Please return every record below exactly as it stands.
::::::
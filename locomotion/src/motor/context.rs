use crate::body::CharacterBody;
use crate::collision::CollisionQueries;
use crate::collision::probe::{GroundInfo, WallHit, probe_wall, wall_candidate_directions};
use crate::config::MovementConfig;
use crate::constants::WALL_SAME_SIDE_DOT;
use crate::input::InputBuffer;
use crate::utils::{Vec3, normalize_or_zero, planar_forward, planar_right, view_rotation};

use super::MotorEvent;
use super::dash_pool::DashChargePool;

/// Camera orientation the motor steers by. `pitch` is positive when looking down.
#[derive(Clone, Copy, Debug, Default, PartialEq)]
pub struct ViewBasis {
    pub yaw: f32,
    pub pitch: f32,
}

impl ViewBasis {
    /// Level view along the body facing, for hosts without a camera.
    pub fn from_body(body: &CharacterBody) -> Self {
        Self {
            yaw: body.yaw(),
            pitch: 0.0,
        }
    }

    pub fn forward(&self) -> Vec3 {
        planar_forward(self.yaw)
    }

    pub fn right(&self) -> Vec3 {
        planar_right(self.yaw)
    }

    /// Full 3D look direction including pitch.
    pub fn look_direction(&self) -> Vec3 {
        view_rotation(self.yaw, self.pitch) * Vec3::z()
    }
}

/// Timers and counters that outlive any single state.
#[derive(Clone, Debug, Default, PartialEq)]
pub struct MotorTimers {
    /// Seconds since the ground probe last reported grounded (coyote window).
    pub time_since_grounded: f32,
    /// Seconds of airtime feeding the gravity ramp. Jumps and wall runs restart it.
    pub time_in_air: f32,
    pub time_on_slope: f32,
    /// Jumps used since the last ground contact.
    pub jump_count: u32,
    pub slide_cooldown: f32,
    pub wall_regrab_grace: f32,
    pub wall_same_side_cooldown: f32,
    pub last_wall_normal: Option<Vec3>,
    /// Wall whose run timed out. It stays off limits until the next ground contact.
    pub exhausted_wall_normal: Option<Vec3>,
}

impl MotorTimers {
    pub fn advance(&mut self, dt: f32, grounded: bool) {
        if grounded {
            self.time_since_grounded = 0.0;
            self.time_in_air = 0.0;
            self.jump_count = 0;
            self.exhausted_wall_normal = None;
        } else {
            self.time_since_grounded += dt;
            self.time_in_air += dt;
        }

        self.slide_cooldown = (self.slide_cooldown - dt).max(0.0);
        self.wall_regrab_grace = (self.wall_regrab_grace - dt).max(0.0);
        self.wall_same_side_cooldown = (self.wall_same_side_cooldown - dt).max(0.0);
    }

    fn is_last_wall(&self, normal: Vec3) -> bool {
        self.wall_same_side_cooldown > 0.0
            && self
                .last_wall_normal
                .is_some_and(|last| last.dot(&normal) > WALL_SAME_SIDE_DOT)
    }

    pub fn wall_run_allowed(&self, normal: Vec3) -> bool {
        let exhausted = self
            .exhausted_wall_normal
            .is_some_and(|wall| wall.dot(&normal) > WALL_SAME_SIDE_DOT);
        !exhausted && !self.is_last_wall(normal)
    }

    pub fn wall_jump_allowed(&self, normal: Vec3) -> bool {
        !self.is_last_wall(normal)
    }
}

/// Everything one state tick may read or mutate.
pub struct LocomotionContext<'a> {
    pub cfg: &'a MovementConfig,
    pub body: &'a mut CharacterBody,
    pub input: &'a mut InputBuffer,
    pub timers: &'a mut MotorTimers,
    pub dash: &'a mut DashChargePool,
    pub ground: &'a GroundInfo,
    pub view: ViewBasis,
    pub queries: &'a dyn CollisionQueries,
    pub dt: f32,
    pub events: &'a mut Vec<MotorEvent>,
}

impl LocomotionContext<'_> {
    /// Unit planar intent from the move axis in the view's basis, or zero without input.
    pub fn wish(&self) -> Vec3 {
        let axis = self.input.move_axis();
        normalize_or_zero(self.view.right() * axis.x + self.view.forward() * axis.y)
    }

    pub fn has_move_input(&self) -> bool {
        self.input.has_move_input()
    }

    pub fn wants_dash(&self) -> bool {
        self.input.dash_pressed() && self.dash.can_dash()
    }

    /// Slide held, off cooldown and moving fast enough.
    pub fn can_start_slide(&self) -> bool {
        self.input.slide_held()
            && self.timers.slide_cooldown <= 0.0
            && self.body.horizontal_speed() >= self.cfg.slide_min_entry_speed
    }

    /// Lost the floor without a steep slope to slide on.
    pub fn lost_ground(&self) -> bool {
        !self.ground.grounded && !self.ground.near_steep_slope
    }

    /// Nearest usable wall around the body within `wall_check_distance`.
    pub fn find_wall(&self) -> Option<WallHit> {
        probe_wall(
            self.queries,
            &*self.body,
            &wall_candidate_directions(&*self.body),
            self.cfg.wall_check_distance,
            self.cfg.walkable_cos(),
        )
    }

    pub fn emit(&mut self, event: MotorEvent) {
        self.events.push(event);
    }
}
::::::
### [Exercise output]
filename locomotion/src/motor/context.rs
use crate::body::CharacterBody;
use crate::collision::CollisionQueries;
use crate::collision::probe::{GroundInfo, WallHit, probe_wall, wall_candidate_directions};
use crate::config::MovementConfig;
use crate::constants::WALL_SAME_SIDE_DOT;
use crate::input::InputBuffer;
use crate::utils::{Vec3, normalize_or_zero, planar_forward, planar_right, view_rotation};

use super::MotorEvent;
use super::dash_pool::DashChargePool;

/// Camera orientation the motor steers by. `pitch` is positive when looking down.
#[derive(Clone, Copy, Debug, Default, PartialEq)]
pub struct ViewBasis {
    pub yaw: f32,
    pub pitch: f32,
}

impl ViewBasis {
    /// Level view along the body facing, for hosts without a camera.
    pub fn from_body(body: &CharacterBody) -> Self {
        Self {
            yaw: body.yaw(),
            pitch: 0.0,
        }
    }

    pub fn forward(&self) -> Vec3 {
        planar_forward(self.yaw)
    }

    pub fn right(&self) -> Vec3 {
        planar_right(self.yaw)
    }

    /// Full 3D look direction including pitch.
    pub fn look_direction(&self) -> Vec3 {
        view_rotation(self.yaw, self.pitch) * Vec3::z()
    }
}

/// Timers and counters that outlive any single state.
#[derive(Clone, Debug, Default, PartialEq)]
pub struct MotorTimers {
    /// Seconds since the ground probe last reported grounded (coyote window).
    pub time_since_grounded: f32,
    /// Seconds of airtime feeding the gravity ramp. Jumps and wall runs restart it.
    pub time_in_air: f32,
    pub time_on_slope: f32,
    /// Jumps used since the last ground contact.
    pub jump_count: u32,
    pub slide_cooldown: f32,
    pub wall_regrab_grace: f32,
    pub wall_same_side_cooldown: f32,
    pub last_wall_normal: Option<Vec3>,
    /// Wall whose run timed out. It stays off limits until the next ground contact.
    pub exhausted_wall_normal: Option<Vec3>,
}

impl MotorTimers {
    pub fn advance(&mut self, dt: f32, grounded: bool) {
        if grounded {
            self.time_since_grounded = 0.0;
            self.time_in_air = 0.0;
            self.jump_count = 0;
            self.exhausted_wall_normal = None;
        } else {
            self.time_since_grounded += dt;
            self.time_in_air += dt;
        }

        self.slide_cooldown = (self.slide_cooldown - dt).max(0.0);
        self.wall_regrab_grace = (self.wall_regrab_grace - dt).max(0.0);
        self.wall_same_side_cooldown = (self.wall_same_side_cooldown - dt).max(0.0);
    }

    fn is_last_wall(&self, normal: Vec3) -> bool {
        self.wall_same_side_cooldown > 0.0
            && self
                .last_wall_normal
                .is_some_and(|last| last.dot(&normal) > WALL_SAME_SIDE_DOT)
    }

    pub fn wall_run_allowed(&self, normal: Vec3) -> bool {
        let exhausted = self
            .exhausted_wall_normal
            .is_some_and(|wall| wall.dot(&normal) > WALL_SAME_SIDE_DOT);
        !exhausted && !self.is_last_wall(normal)
    }

    pub fn wall_jump_allowed(&self, normal: Vec3) -> bool {
        !self.is_last_wall(normal)
    }
}

/// Everything one state tick may read or mutate.
pub struct LocomotionContext<'a> {
    pub cfg: &'a MovementConfig,
    pub body: &'a mut CharacterBody,
    pub input: &'a mut InputBuffer,
    pub timers: &'a mut MotorTimers,
    pub dash: &'a mut DashChargePool,
    pub ground: &'a GroundInfo,
    pub view: ViewBasis,
    pub queries: &'a dyn CollisionQueries,
    pub dt: f32,
    pub events: &'a mut Vec<MotorEvent>,
}

impl LocomotionContext<'_> {
    /// Unit planar intent from the move axis in the view's basis, or zero without input.
    pub fn wish(&self) -> Vec3 {
        let axis = self.input.move_axis();
        normalize_or_zero(self.view.right() * axis.x + self.view.forward() * axis.y)
    }

    pub fn has_move_input(&self) -> bool {
        self.input.has_move_input()
    }

    pub fn wants_dash(&self) -> bool {
        self.input.dash_pressed() && self.dash.can_dash()
    }

    /// Slide held, off cooldown and moving fast enough.
    pub fn can_start_slide(&self) -> bool {
        self.input.slide_held()
            && self.timers.slide_cooldown <= 0.0
            && self.body.horizontal_speed() >= self.cfg.slide_min_entry_speed
    }

    /// Lost the floor without a steep slope to slide on.
    pub fn lost_ground(&self) -> bool {
        !self.ground.grounded && !self.ground.near_steep_slope
    }

    /// Nearest usable wall around the body within `wall_check_distance`.
    pub fn find_wall(&self) -> Option<WallHit> {
        probe_wall(
            self.queries,
            &*self.body,
            &wall_candidate_directions(&*self.body),
            self.cfg.wall_check_distance,
            self.cfg.walkable_cos(),
        )
    }

    pub fn emit(&mut self, event: MotorEvent) {
        self.events.push(event);
    }
}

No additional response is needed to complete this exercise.